La communauté internationale espère en effet mettre ces quelques jours à profit afin de convaincre le président sortant de céder son fauteuil de manière pacifique à Adama Barrow.

« Le président sénégalais Macky Sall a accepté samedi à Bamako d’accueillir le président élu gambian Adama Barrow à Dakar jusqu’à son investiture, a rapporté dimanche l’Agence de presse sénégalaise (APS) citant une source officielle.

Une source de la présidence a confirmé à l’AFP que Barrow se trouve à Dakar à la suite de consultations avec des responsables de la CEDEAO en marge du sommet France-Afrique qui vient de se tenir à Bamako.

Crise politique en Gambie

« M. Barrow est à Dakar depuis dimanche »,  précise l’APS, citant une source officielle. « Le président de la République du Sénégal a répondu favorablement à la demande de son homologue du Libéria, Ellen Johnson Sirleaf, présidente en exercice de la Communauté économique des Etats de l’Afrique de l’ouest (CEDEAO), en marge du sommet France-Afrique », selon l’agence.
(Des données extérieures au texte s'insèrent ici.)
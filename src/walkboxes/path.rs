//! Converting a pair of points into a list of [WayPoint]s an actor can walk
//! through.
//!
//! The walk box containing the start and the walk box containing the goal
//! are located (or the nearest ones if either point is off the mesh), then
//! the next-hop table is followed box by box. Each time the route crosses
//! into a new box a waypoint is placed at the point on the new box's boundary
//! nearest to where the actor currently is.
//!
//! ```text
//!  +-------+-------+-------+
//!  |       |       |     G |
//!  |       |       x-------|
//!  |       |     / |       |
//!  +-------+---x---+-------+
//!  |       |  /    |       |
//!  |   S---x       |       |
//!  |       |       |       |
//!  +-------+-------+-------+
//! ```
//!
//! When the route crosses into a box whose scale differs by more than the
//! permitted step, extra waypoints are blended in before the crossing so the
//! actor shrinks or grows gradually rather than popping to a new size.
//!

use crate::prelude::*;
use bevy::prelude::*;

/// A point along a path, the walk box it belongs to and the scale an actor should be drawn at when it reaches it
#[cfg_attr(feature = "serde", derive(serde::Deserialize, serde::Serialize))]
#[derive(Clone, Copy, Debug, PartialEq, Reflect)]
pub struct WayPoint {
	/// Index of the walk box within the [WalkBoxMatrix]
	walkbox: usize,
	/// Where the actor should walk to
	position: Vec2,
	/// Scale of the actor at this point
	scale: f32,
}

impl WayPoint {
	/// Create a new instance of [WayPoint]
	pub fn new(walkbox: usize, position: Vec2, scale: f32) -> Self {
		WayPoint {
			walkbox,
			position,
			scale,
		}
	}
	pub fn get_walkbox(&self) -> usize {
		self.walkbox
	}
	pub fn get_position(&self) -> Vec2 {
		self.position
	}
	pub fn get_scale(&self) -> f32 {
		self.scale
	}
}

impl WalkBoxMatrix {
	/// Build a path of [WayPoint]s from `from` to `to`.
	///
	/// - The first waypoint is always `from` itself
	/// - If `to` is off the mesh the path ends at the nearest point of the nearest walk box
	/// - If `to` cannot be reached (the walk boxes are disconnected or the destination is disabled) the path ends at the point nearest to `to` on the last box that could be reached
	///
	/// An empty matrix produces an empty path
	pub fn find_path(&self, from: Vec2, to: Vec2, blend: &ScaleBlend) -> Vec<WayPoint> {
		let (Some((mut current, _)), Some((target, _))) = (self.region_at(from), self.region_at(to))
		else {
			warn!("Cannot find a path across a room without any walk boxes");
			return Vec::new();
		};
		let walkboxes = self.get_boxes();
		let mut path = vec![WayPoint::new(current, from, walkboxes[current].get_scale())];
		let mut position = from;
		while current != target {
			let Some(next) = self.next_hop_resolved(current, target) else {
				debug!(
					"Walk box {} cannot be reached from {}, stopping short",
					target, current
				);
				break;
			};
			let crossing = walkboxes[next].closest_boundary_point(position);
			let current_scale = walkboxes[current].get_scale();
			let next_scale = walkboxes[next].get_scale();
			let segments = blend.segments_for(next_scale - current_scale);
			for step in 1..segments {
				let t = step as f32 / segments as f32;
				path.push(WayPoint::new(
					current,
					position.lerp(crossing, t),
					current_scale + (next_scale - current_scale) * t,
				));
			}
			path.push(WayPoint::new(next, crossing, next_scale));
			current = next;
			position = crossing;
		}
		let last = &walkboxes[current];
		path.push(WayPoint::new(current, last.closest_point(to), last.get_scale()));
		trace!("Path from {:?} to {:?}: {:?}", from, to, path);
		path
	}
}

// #[rustfmt::skip]
#[cfg(test)]
mod tests {
	use super::*;

	/// Helper for building a unit square with its bottom left corner at `(x, y)`
	fn unit(id: &str, x: f32, y: f32, scale: f32) -> WalkBox {
		WalkBox::new(
			id,
			[
				Vec2::new(x, y),
				Vec2::new(x + 1.0, y),
				Vec2::new(x + 1.0, y + 1.0),
				Vec2::new(x, y + 1.0),
			],
			scale,
		)
		.unwrap()
	}
	/// ```text
	///   +-------+-------+-------+
	///   | box3  | box4  | box5  |
	///   +-------+-------+-------+
	///   | box0  | box1  | box2  |
	///   +-------+-------+-------+
	/// ```
	fn grid() -> WalkBoxMatrix {
		let mut boxes = Vec::new();
		for row in 0..2 {
			for column in 0..3 {
				boxes.push(unit(
					&format!("box{}", row * 3 + column),
					column as f32,
					row as f32,
					1.0,
				));
			}
		}
		WalkBoxMatrix::new(boxes)
	}

	#[test]
	fn same_box_is_two_waypoints() {
		let matrix = grid();
		let path = matrix.find_path(
			Vec2::new(0.2, 0.2),
			Vec2::new(0.8, 0.7),
			&ScaleBlend::default(),
		);
		let actual = vec![
			WayPoint::new(0, Vec2::new(0.2, 0.2), 1.0),
			WayPoint::new(0, Vec2::new(0.8, 0.7), 1.0),
		];
		assert_eq!(actual, path);
	}
	#[test]
	fn neighbouring_boxes() {
		let matrix = grid();
		let path = matrix.find_path(
			Vec2::new(0.5, 0.5),
			Vec2::new(1.5, 0.5),
			&ScaleBlend::default(),
		);
		let actual = vec![
			WayPoint::new(0, Vec2::new(0.5, 0.5), 1.0),
			WayPoint::new(1, Vec2::new(1.0, 0.5), 1.0),
			WayPoint::new(1, Vec2::new(1.5, 0.5), 1.0),
		];
		assert_eq!(actual, path);
	}
	#[test]
	fn across_grid_ends_at_goal() {
		let matrix = grid();
		let to = Vec2::new(2.5, 1.5);
		let path = matrix.find_path(Vec2::new(0.5, 0.5), to, &ScaleBlend::default());
		let last = path.last().unwrap();
		assert_eq!(to, last.get_position());
		assert_eq!(5, last.get_walkbox());
		// each crossing moves into a box adjacent to the previous one
		for pair in path.windows(2) {
			let a = matrix.get_box(pair[0].get_walkbox()).unwrap();
			let b = matrix.get_box(pair[1].get_walkbox()).unwrap();
			assert!(a == b || a.is_adjacent(b));
		}
	}
	#[test]
	fn snap_goal_outside_mesh() {
		let matrix = grid();
		let path = matrix.find_path(
			Vec2::new(0.5, 0.5),
			Vec2::new(3.5, 1.5),
			&ScaleBlend::default(),
		);
		assert_eq!(Vec2::new(3.0, 1.5), path.last().unwrap().get_position());
	}
	#[test]
	fn start_outside_mesh_is_kept() {
		let matrix = grid();
		let from = Vec2::new(-1.0, 0.5);
		let path = matrix.find_path(from, Vec2::new(0.5, 0.5), &ScaleBlend::default());
		let actual = vec![
			WayPoint::new(0, from, 1.0),
			WayPoint::new(0, Vec2::new(0.5, 0.5), 1.0),
		];
		assert_eq!(actual, path);
	}
	#[test]
	fn stops_short_when_disconnected() {
		let mut matrix = WalkBoxMatrix::new(vec![
			unit("left", 0.0, 0.0, 1.0),
			unit("bridge", 1.0, 0.0, 1.0),
			unit("right", 2.0, 0.0, 1.0),
		]);
		matrix.enable_box("bridge", false);
		let path = matrix.find_path(
			Vec2::new(0.5, 0.5),
			Vec2::new(2.5, 0.5),
			&ScaleBlend::default(),
		);
		let actual = vec![
			WayPoint::new(0, Vec2::new(0.5, 0.5), 1.0),
			WayPoint::new(0, Vec2::new(1.0, 0.5), 1.0),
		];
		assert_eq!(actual, path);
	}
	#[test]
	fn blend_scale_when_crossing() {
		let matrix = WalkBoxMatrix::new(vec![
			unit("near", 0.0, 0.0, 1.0),
			unit("far", 1.0, 0.0, 0.3),
		]);
		let path = matrix.find_path(
			Vec2::new(0.5, 0.5),
			Vec2::new(1.5, 0.5),
			&ScaleBlend::new(0.04),
		);
		let minimum_blended = ((0.7_f32 / 0.04).ceil() as usize) - 1;
		// start, blended points, crossing and goal
		assert!(path.len() >= minimum_blended + 3);
		for pair in path.windows(2) {
			assert!(pair[1].get_scale() <= pair[0].get_scale());
		}
		let blended: Vec<&WayPoint> = path[1..path.len() - 2].iter().collect();
		assert!(blended.len() >= minimum_blended);
		for pair in blended.windows(2) {
			assert!(pair[1].get_scale() < pair[0].get_scale());
			assert!(pair[1].get_position().x > pair[0].get_position().x);
		}
		let crossing = path[path.len() - 2];
		assert_eq!(Vec2::new(1.0, 0.5), crossing.get_position());
		assert_eq!(0.3, crossing.get_scale());
	}
	#[test]
	fn no_blend_when_disabled() {
		let matrix = WalkBoxMatrix::new(vec![
			unit("near", 0.0, 0.0, 1.0),
			unit("far", 1.0, 0.0, 0.3),
		]);
		let path = matrix.find_path(
			Vec2::new(0.5, 0.5),
			Vec2::new(1.5, 0.5),
			&ScaleBlend::disabled(),
		);
		assert_eq!(3, path.len());
	}
	#[test]
	fn empty_matrix_gives_empty_path() {
		let matrix = WalkBoxMatrix::new(vec![]);
		let path = matrix.find_path(Vec2::ZERO, Vec2::ONE, &ScaleBlend::default());
		assert!(path.is_empty());
	}
	#[test]
	fn tiny_scale_step_is_capped() {
		let matrix = WalkBoxMatrix::new(vec![
			unit("near", 0.0, 0.0, 1.0),
			unit("far", 1.0, 0.0, 0.3),
		]);
		let path = matrix.find_path(
			Vec2::new(0.5, 0.5),
			Vec2::new(1.5, 0.5),
			&ScaleBlend::new(1e-6),
		);
		// start, blended points, crossing and goal
		assert_eq!(MAX_BLEND_SEGMENTS - 1 + 3, path.len());
	}
}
Ellen Johson Sirleaf, qui a fait le déplacement dans la capitale malienne en compagnie du président élu de la Gambie, a demandé au chef de l’État sénégalais d’accueillir Adama Barrow jusqu’à son investiture prochaine, ce qu’a accepté Macky Sall « au nom de l’hospitalité sénégalaise », ajoute l’APS.

La Gambie est plongée dans une crise depuis que Yahya Jammeh a annoncé le 9 décembre qu’il ne reconnaissait plus les résultats de l’élection présidentielle du 1er décembre, une semaine après avoir pourtant félicité Adama Barrow pour sa victoire.

Outre la Cédéao, de nombreux pays et organisations, dont l’ONU, font pression sur Yahya Jammeh qui a saisi la justice pour faire annuler les résultats de l’élection et se dit déterminé à rester président tant qu’elle n’aura pas statué sur ses recours.